Wo beginnt Diskriminierung? Und was können Studierende und Hochschulangehörige tun, wenn sie beleidigt oder gemobbt werden? Das regelt seit kurzem die Antidiskriminierungsrichtlinie, die die Gleichstellungskommission gemeinsam mit der Diversitätsbeauftragten Marina Röh erarbeitet hat. Im Senat ist die Richtlinie nun verabschiedet worden; sie liefert Antworten auf alle Fragen zu den Themen Benachteiligung, Mobbing, sexualisierter Belästigung oder Gewalt.
Denn an der Muthesius Kunsthochschule wird großer Wert gelegt auf einen diskriminierungs- und gewaltfreien Umgang miteinander, auf eine wertschätzende, gleichberechtigte und vertrauensvolle Zusammenarbeit, auf Respekt und Akzeptanz in der Arbeits- und Studienwelt.
Marina Röh ist seit 2020 Diversitätsbeauftragte an der Kunsthochschule. Ihre Aufgaben: Sie setzt sich als Sprecherin im Senat für die Chancengleichheit ein. Außerdem macht sie mit regelmäßigen Veranstaltungen an der Hochschule auf gesellschaftliche Entwicklungen aufmerksam, bietet Beratung an und arbeitet an verschiedenen Projekten mit. Im Interview erklärt sie, worum es in der Richtlinie geht und wie Betroffene Hilfe erhalten können.
Sieben Seiten umfasst die Antidiskriminierungsrichtlinie – worum geht’s genau?
„Die Antidiskriminierungsrichtlinie regelt das Vorgehen an der Hochschule in Bezug auf jegliche Benachteiligung, Diskriminierung, Mobbing, sexualisierte Belästigung und Gewalt. Erst einmal definiert sie Diskriminierungen aus unserer Sicht: Darunter fallen beispielsweise anzügliche oder diskriminierende Witze, verbale oder elektronische Präsentation obszöner oder pornografischer Darstellungen oder unerwünschte Berührungen und Aufdringlichkeiten. Darüber hinaus liefert die Richtlinie auch wichtige Hinweise zu Beratung, Prävention und formeller Beschwerde. Wie wir genau verfahren, wenn sich jemand formell beschwert, entwickeln wir gerade innerhalb der Kommission. Wichtig ist: Die Antidiskriminierungsrichtlinie gilt für alle – auch für Externe, also für Gäste unserer Hochschule. Sie setzt das Allgemeine Gleichbehandlungsgesetz an der Kunsthochschule um und ist verpflichtend.“
Was genau kann ich tun, wenn ich mich diskriminiert fühle?
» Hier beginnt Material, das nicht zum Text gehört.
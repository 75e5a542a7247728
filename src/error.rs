use thiserror::Error;

use crate::dialog::{ContentKey, ModalType};

/// Errors reported by canvas operations
#[derive(Debug, Error)]
pub enum CanvasError {
    /// The requested dimensions violate the canvas constraints
    #[error("Invalid canvas proportions: {width}x{height}")]
    InvalidProportions { width: usize, height: usize },

    /// The requested dimensions exceed the available space
    #[error("Not enough space for a {width}x{height} canvas (maximum {max_width}x{max_height})")]
    NoSpace {
        width: usize,
        height: usize,
        max_width: usize,
        max_height: usize,
    },

    #[error("Canvas file error: {0}")]
    Io(#[from] std::io::Error),

    #[error("Failed to serialize canvas: {0}")]
    Serialization(#[from] serde_json::Error),

    /// The canvas is larger than an image can hold
    #[error("Canvas {width}x{height} is too large to export")]
    ExportTooLarge { width: usize, height: usize },

    #[error("Failed to export artwork: {0}")]
    Export(#[from] image::ImageError),

    #[error("Invalid canvas snapshot: {0}")]
    InvalidSnapshot(String),
}

/// Errors raised by the confirmation dialog
#[derive(Debug, Error)]
pub enum DialogError {
    /// The content registry has no entry for the requested key
    #[error("No dialog content registered for {0:?}")]
    MissingContent(ContentKey),

    /// A gated operation was opened without the collaborator it needs
    #[error("{modal_type:?} dialog requires {argument}")]
    MissingArgument {
        modal_type: ModalType,
        argument: &'static str,
    },

    #[error("No dialog is open")]
    NotOpen,

    #[error("Unknown decision '{0}'")]
    UnknownDecision(String),

    /// A decision handler's side effect failed
    #[error(transparent)]
    Canvas(#[from] CanvasError),
}

#[derive(Debug, Error, PartialEq, Eq)]
pub enum ColorError {
    #[error("Invalid hex color '{0}'")]
    InvalidHex(String),
}

#[derive(Debug, Error)]
pub enum ConfigError {
    #[error("Failed to read config file: {0}")]
    Read(#[from] std::io::Error),

    #[error("Failed to parse config: {0}")]
    Parse(#[from] serde_json::Error),

    #[error(transparent)]
    Color(#[from] ColorError),
}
„Die Gleichstellungsbeauftragte Katharina Jesdinsky und ich haben jederzeit ein offenes Ohr: Wer sich diskriminiert oder falsch behandelt fühlt, kann uns kontaktieren und sollte uns den Fall mit möglichst vielen konkreten Angaben schildern: Was ist wo und wann passiert? Wer war daran beteiligt? Diese Möglichkeit haben übrigens nicht nur Studierende, sondern alle Angehörigen der Hochschule. Nur wenn wir einen Fall genau kennen und uns alle nötigen Angaben vorliegen, sind wir handlungsfähig. Es sind auch anonyme Meldungen möglich – wir gehen mit allen Schilderungen diskret um und sind natürlich zur Verschwiegenheit verpflichtet.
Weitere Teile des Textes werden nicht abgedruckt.